"What the Constitution Means to Me" Review
The personal was declared political during the Second-Wave feminist movement of the 1970s, and it still is today – especially at New York Theatre Workshop, where “What the Constitution Means to Me,” the moving and all-too-timely play by writer and actor Heidi Schreck, is in performances.
A simple and at times surprisingly powerful show, Schreck’s play, 10 years in the making, recalls her adolescent weekends spent at the American Legion Hall speech and debate contests, competing for cash prizes that were promptly deposited into her college savings fund.
Directed by Oliver Butler, Schreck shifts between her present-day persona and her 15-year-old self, giving her teenage speeches from memory while frequently straying off-track with commentary and reflections from her personal experiences as an adult. Both points of view – one innocent and earnest and the other slightly more somber but still enthusiastic, are insightful and undeniably moving.
Bounding onstage in jeans and a bright yellow blazer, brimming with energy, the adult Schreck launches into the subject of the country’s founding document with a zeal that is undeniably contagious. As a 15-year-old, behind the podium at the American Legion Hall designed by Rachel Hauck, shifts in body language and delivery are noticeable, but her excitement is unaltered. To compete, Schreck was required to deliver a prepared statement on the Constitution and then deliver an extemporaneous speech on an Amendment drawn at random. She is given Amendment 14, Section 1 – an especially poignant section when considering the Trump Administration’s stance on immigration.
Schreck’s teenage perspective on the document is both entertaining and enlightening, none more so than when she begins her speech titled “Casting Spells: The Crucible of the Constitution,” in which she described the document as filled with “sizzling and steamy conflict,” and deviates from the Founding Fathers to fantasies of crossing rainbows and an imaginary friend named Reba McIntyre.

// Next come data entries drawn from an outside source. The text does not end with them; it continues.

//! Attributes of edges, used both per edge and for a graph's `edge [...]`
//! defaults block.

use crate::{
    attribute::AttributeType,
    color::Color,
    geometry::Point,
    identifier::Identified,
    kinds::{ArrowType, CompassPoint, DirType, EdgeStyle},
};

use super::{MAX_SHOW_BOXES, MIN_FONT_SIZE};

scoped_attribute_set! {
    /// Attributes of an edge.
    ///
    /// The `lhead`, `ltail`, `samehead` and `sametail` setters take anything
    /// [`Identified`], so they are set from the cluster or node itself rather
    /// than from a hand-typed name.
    EdgeAttributeSet
}

impl EdgeAttributeSet {
    pub fn set_url(&mut self, value: &str) -> &mut Self {
        self.add_text(AttributeType::Url, value);
        self
    }

    pub fn set_href(&mut self, value: &str) -> &mut Self {
        self.add_text(AttributeType::Href, value);
        self
    }

    pub fn set_target(&mut self, value: &str) -> &mut Self {
        self.add_text(AttributeType::Target, value);
        self
    }

    pub fn set_tooltip(&mut self, value: &str) -> &mut Self {
        self.add_text(AttributeType::Tooltip, value);
        self
    }

    /// Sets the style of the arrowhead at the head node.
    pub fn set_arrow_head(&mut self, value: ArrowType) -> &mut Self {
        self.add_enum(AttributeType::ArrowHead, value);
        self
    }

    /// Scales the arrowheads; negative factors become zero.
    pub fn set_arrow_size(&mut self, value: f64) -> &mut Self {
        self.add_simple(AttributeType::ArrowSize, value.max(0.0));
        self
    }

    /// Sets the style of the arrowhead at the tail node.
    pub fn set_arrow_tail(&mut self, value: ArrowType) -> &mut Self {
        self.add_enum(AttributeType::ArrowTail, value);
        self
    }

    pub fn set_class(&mut self, value: &str) -> &mut Self {
        self.add_text(AttributeType::Class, value);
        self
    }

    pub fn set_color(&mut self, color: Color) -> &mut Self {
        self.add_enum(AttributeType::Color, color);
        self
    }

    /// Draws parallel edges, one per color.
    pub fn set_color_list(&mut self, colors: impl IntoIterator<Item = Color>) -> &mut Self {
        self.add_enum_list(AttributeType::Color, colors);
        self
    }

    pub fn set_color_scheme(&mut self, value: &str) -> &mut Self {
        self.add_text(AttributeType::ColorScheme, value);
        self
    }

    pub fn set_comment(&mut self, value: &str) -> &mut Self {
        self.add_text(AttributeType::Comment, value);
        self
    }

    /// Includes or excludes the edge from node ranking.
    pub fn set_constraint(&mut self, value: bool) -> &mut Self {
        self.add_bool(AttributeType::Constraint, value);
        self
    }

    /// Connects the label to the edge with a line.
    pub fn set_decorate(&mut self, value: bool) -> &mut Self {
        self.add_bool(AttributeType::Decorate, value);
        self
    }

    pub fn set_dir(&mut self, value: DirType) -> &mut Self {
        self.add_enum(AttributeType::Dir, value);
        self
    }

    pub fn set_edge_url(&mut self, value: &str) -> &mut Self {
        self.add_text(AttributeType::EdgeUrl, value);
        self
    }

    pub fn set_edge_href(&mut self, value: &str) -> &mut Self {
        self.add_text(AttributeType::EdgeHref, value);
        self
    }

    pub fn set_edge_target(&mut self, value: &str) -> &mut Self {
        self.add_text(AttributeType::EdgeTarget, value);
        self
    }

    pub fn set_edge_tooltip(&mut self, value: &str) -> &mut Self {
        self.add_text(AttributeType::EdgeTooltip, value);
        self
    }

    pub fn set_fill_color(&mut self, color: Color) -> &mut Self {
        self.add_enum(AttributeType::FillColor, color);
        self
    }

    pub fn set_font_color(&mut self, color: Color) -> &mut Self {
        self.add_enum(AttributeType::FontColor, color);
        self
    }

    pub fn set_font_name(&mut self, value: &str) -> &mut Self {
        self.add_text(AttributeType::FontName, value);
        self
    }

    pub fn set_font_size(&mut self, value: f64) -> &mut Self {
        self.add_simple(AttributeType::FontSize, value.max(MIN_FONT_SIZE));
        self
    }

    pub fn set_head_lp(&mut self, value: Point) -> &mut Self {
        self.add_point(AttributeType::HeadLp, value);
        self
    }

    /// Clips the head of the edge to the boundary of the head node.
    pub fn set_head_clip(&mut self, value: bool) -> &mut Self {
        self.add_bool(AttributeType::HeadClip, value);
        self
    }

    pub fn set_head_href(&mut self, value: &str) -> &mut Self {
        self.add_text(AttributeType::HeadHref, value);
        self
    }

    /// Places a label near the head of the edge.
    pub fn set_head_label(&mut self, value: &str) -> &mut Self {
        self.add_text(AttributeType::HeadLabel, value);
        self
    }

    /// Attaches the head of the edge to a compass point of the head node.
    pub fn set_head_port(&mut self, value: CompassPoint) -> &mut Self {
        self.add_enum(AttributeType::HeadPort, value);
        self
    }

    pub fn set_head_target(&mut self, value: &str) -> &mut Self {
        self.add_text(AttributeType::HeadTarget, value);
        self
    }

    pub fn set_head_tooltip(&mut self, value: &str) -> &mut Self {
        self.add_text(AttributeType::HeadTooltip, value);
        self
    }

    pub fn set_head_url(&mut self, value: &str) -> &mut Self {
        self.add_text(AttributeType::HeadUrl, value);
        self
    }

    pub fn set_id(&mut self, value: &str) -> &mut Self {
        self.add_text(AttributeType::Id, value);
        self
    }

    pub fn set_label_angle(&mut self, degrees: f64) -> &mut Self {
        self.add_simple(AttributeType::LabelAngle, degrees);
        self
    }

    pub fn set_label_distance(&mut self, value: f64) -> &mut Self {
        self.add_simple(AttributeType::LabelDistance, value);
        self
    }

    /// Allows the edge label to float away from the edge.
    pub fn set_label_float(&mut self, value: bool) -> &mut Self {
        self.add_bool(AttributeType::LabelFloat, value);
        self
    }

    pub fn set_label_font_color(&mut self, color: Color) -> &mut Self {
        self.add_enum(AttributeType::LabelFontColor, color);
        self
    }

    pub fn set_label_font_name(&mut self, value: &str) -> &mut Self {
        self.add_text(AttributeType::LabelFontName, value);
        self
    }

    pub fn set_label_font_size(&mut self, value: f64) -> &mut Self {
        self.add_simple(AttributeType::LabelFontSize, value.max(MIN_FONT_SIZE));
        self
    }

    pub fn set_label_href(&mut self, value: &str) -> &mut Self {
        self.add_text(AttributeType::LabelHref, value);
        self
    }

    pub fn set_label_target(&mut self, value: &str) -> &mut Self {
        self.add_text(AttributeType::LabelTarget, value);
        self
    }

    pub fn set_label_tooltip(&mut self, value: &str) -> &mut Self {
        self.add_text(AttributeType::LabelTooltip, value);
        self
    }

    pub fn set_label_url(&mut self, value: &str) -> &mut Self {
        self.add_text(AttributeType::LabelUrl, value);
        self
    }

    pub fn set_layer(&mut self, value: &str) -> &mut Self {
        self.add_text(AttributeType::Layer, value);
        self
    }

    /// Sets the preferred edge length, in inches.
    pub fn set_len(&mut self, value: f64) -> &mut Self {
        self.add_simple(AttributeType::Len, value);
        self
    }

    /// Clips the edge at the boundary of the given cluster.
    ///
    /// Takes effect only when the graph has `compound` set.
    pub fn set_l_head(&mut self, cluster: &impl Identified) -> &mut Self {
        self.add_text(AttributeType::LHead, cluster.id());
        self
    }

    /// Starts the edge at the boundary of the given cluster.
    pub fn set_l_tail(&mut self, cluster: &impl Identified) -> &mut Self {
        self.add_text(AttributeType::LTail, cluster.id());
        self
    }

    pub fn set_lp(&mut self, value: Point) -> &mut Self {
        self.add_point(AttributeType::Lp, value);
        self
    }

    /// Sets the minimum rank difference between head and tail.
    pub fn set_min_len(&mut self, value: i32) -> &mut Self {
        self.add_simple(AttributeType::MinLen, value);
        self
    }

    pub fn set_no_justify(&mut self, value: bool) -> &mut Self {
        self.add_bool(AttributeType::NoJustify, value);
        self
    }

    pub fn set_pen_width(&mut self, value: f64) -> &mut Self {
        self.add_simple(AttributeType::PenWidth, value.max(0.0));
        self
    }

    /// Sets the control points of the edge spline, in points.
    pub fn set_pos(&mut self, points: impl IntoIterator<Item = Point>) -> &mut Self {
        self.add_point_list(AttributeType::Pos, points);
        self
    }

    /// Merges the heads of all edges that share this group.
    pub fn set_same_head(&mut self, group: &impl Identified) -> &mut Self {
        self.add_text(AttributeType::SameHead, group.id());
        self
    }

    /// Merges the tails of all edges that share this group.
    pub fn set_same_tail(&mut self, group: &impl Identified) -> &mut Self {
        self.add_text(AttributeType::SameTail, group.id());
        self
    }

    pub fn set_show_boxes(&mut self, value: u32) -> &mut Self {
        self.add_simple(AttributeType::ShowBoxes, value.min(MAX_SHOW_BOXES));
        self
    }

    pub fn set_style(&mut self, styles: impl IntoIterator<Item = EdgeStyle>) -> &mut Self {
        self.add_style_list(AttributeType::Style, styles);
        self
    }

    pub fn set_tail_lp(&mut self, value: Point) -> &mut Self {
        self.add_point(AttributeType::TailLp, value);
        self
    }

    pub fn set_tail_clip(&mut self, value: bool) -> &mut Self {
        self.add_bool(AttributeType::TailClip, value);
        self
    }

    pub fn set_tail_href(&mut self, value: &str) -> &mut Self {
        self.add_text(AttributeType::TailHref, value);
        self
    }

    pub fn set_tail_label(&mut self, value: &str) -> &mut Self {
        self.add_text(AttributeType::TailLabel, value);
        self
    }

    pub fn set_tail_port(&mut self, value: CompassPoint) -> &mut Self {
        self.add_enum(AttributeType::TailPort, value);
        self
    }

    pub fn set_tail_target(&mut self, value: &str) -> &mut Self {
        self.add_text(AttributeType::TailTarget, value);
        self
    }

    pub fn set_tail_tooltip(&mut self, value: &str) -> &mut Self {
        self.add_text(AttributeType::TailTooltip, value);
        self
    }

    pub fn set_tail_url(&mut self, value: &str) -> &mut Self {
        self.add_text(AttributeType::TailUrl, value);
        self
    }

    /// Sets the weight of the edge; heavier edges are kept shorter and
    /// straighter.
    pub fn set_weight(&mut self, value: f64) -> &mut Self {
        self.add_simple(AttributeType::Weight, value);
        self
    }

    pub fn set_x_label(&mut self, value: &str) -> &mut Self {
        self.add_text(AttributeType::XLabel, value);
        self
    }

    pub fn set_xlp(&mut self, value: Point) -> &mut Self {
        self.add_point(AttributeType::XLp, value);
        self
    }
}

#[cfg(test)]
mod tests {
    use super::*;
    use crate::identifier::IdRegistry;

    #[test]
    fn test_arrows_and_direction() {
        let mut attributes = EdgeAttributeSet::new();
        attributes
            .set_arrow_head(ArrowType::Vee)
            .set_arrow_tail(ArrowType::Default)
            .set_dir(DirType::Both)
            .set_arrow_size(-1.0);

        assert_eq!(
            attributes.to_string(),
            r#"arrowhead="vee", dir="both", arrowsize="0""#
        );
    }

    #[test]
    fn test_cluster_clipping_uses_identifiers() {
        let mut registry = IdRegistry::new();
        let head = registry.allocate_cluster_id();
        let tail = registry.validate_custom_cluster_id("backend");

        let mut attributes = EdgeAttributeSet::new();
        attributes.set_l_head(&head).set_l_tail(&tail);

        assert_eq!(
            attributes.to_string(),
            r#"lhead="cluster_0", ltail="cluster_backend""#
        );
    }

    #[test]
    fn test_ports_and_styles() {
        let mut attributes = EdgeAttributeSet::new();
        attributes
            .set_head_port(CompassPoint::North)
            .set_tail_port(CompassPoint::South)
            .set_style([EdgeStyle::Dashed, EdgeStyle::Bold]);

        assert_eq!(
            attributes.to_string(),
            r#"headport="n", tailport="s", style="dashed,bold""#
        );
    }

    #[test]
    fn test_spline_control_points() {
        let mut attributes = EdgeAttributeSet::new();
        attributes.set_pos([Point::new(0.0, 0.0), Point::new(5.0, 5.0)]);

        assert_eq!(attributes.to_string(), r#"pos="0,0 5,5""#);
    }
}
//! Error types for Dotwright operations.
//!
//! Building a document never fails; only getting it out of memory can. The
//! main error type [`DotError`] covers those output failures.

use std::{io, path::PathBuf};

use thiserror::Error;

/// The main error type for Dotwright operations.
#[derive(Debug, Error)]
pub enum DotError {
    #[error("I/O error: {0}")]
    Io(#[from] io::Error),

    /// The rendered document was written to a temporary file but could not be
    /// moved to its destination. The destination is left untouched.
    #[error("Failed to persist document to {}: {source}", .path.display())]
    Persist {
        path: PathBuf,
        #[source]
        source: io::Error,
    },
}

Encouraged to include in her speech a personal connection to the document, Schreck shares stories of her own family and it’s quickly apparent that a she has developed an acute awareness regarding gender and how the Founding Fathers neglected to address equality, no doubt in part thanks to the experiences of the women in her own family. We learn that her great-grandmother, a mail-order bride, died at the age of 36 of “melancholia” in an institution. After losing her first husband at a young age, her grandmother married a man who beat her and sexually abused her children. Schreck also recalls her experience obtaining an abortion while living in an anti-abortion state and discusses the chemical depression that has affected the women in her family for generations.
Weaving these stories into her thoughts on the titular subject, Schreck remains an engaging and empathetic narrator, generously connecting with her audience (whom she has cast as “the men” judging her teenage performance at the American Legion). She never veers into self-indulgence, even while speaking of visibly painful memories, but rather rests in a beautifully human vulnerability that is welcome – and rare – in today’s caustic political culture.
Controversial Supreme Court nominee Brett Kavanaugh is never mentioned by name during this show, but his presence hovers over the performance, no doubt inspiring and stifling some laughs, especially when Schreck focuses on the rights – or lack thereof – held by women in America. These facts – for they are facts – are often affixed at the conclusion of a lengthy statement, enhancing both their comedy and overall impact. After discussing reproductive rights, Schreck added matter-of-factly, “This allowed a woman to put in her IUD as long as her husband says it’s OK” or simply declares, “Our bodies have been left out of the document since the very beginning.” Schreck shows, rather than tells, the country’s lack of progress when playing recordings of the Supreme Court Justices discussing Castle Rock v. Gonzales, as the justices determine the legal right of a mother to sue police offers for neglect after her children were murdered by debating the meaning of the word “shall.”
But this show is still funny. Very funny, in fact. Schreck earnestly scrutinizes the document’s failure to offer protections to women and people of color, but, she assures the audience, she doesn’t hate men. In fact, she says, she “is the daughter of a father” and adds, “Some of my best friends are men!”
One of those men is Mike Iveson, who until then had played the Legion-appointed debate moderator and time keeper dressed in period-perfect oversized pleated pants and a Legionnaire hat. In an unexpected moment, he doffs his 1970s costume (designed by Michael Krass), and describes his own experiences with both sexual and gender identity and his discomfort with responding when men attempt to engage him in objectifying women.
The prepared speech and debate format of the show has long since been abandoned, but it returns when Schreck is joined onstage by student debater. At this critic’s performance the challenger was Thursday Williams, a senior at William Cullen H.S. in Queens, who engages with Schreck in an exchange over whether the Constitution should be abolished. Both this high-energy discussion and impressive young woman leave one with the clear impression that Schreck will continue to wrestle with this document – and, one hopes, the audience will, too.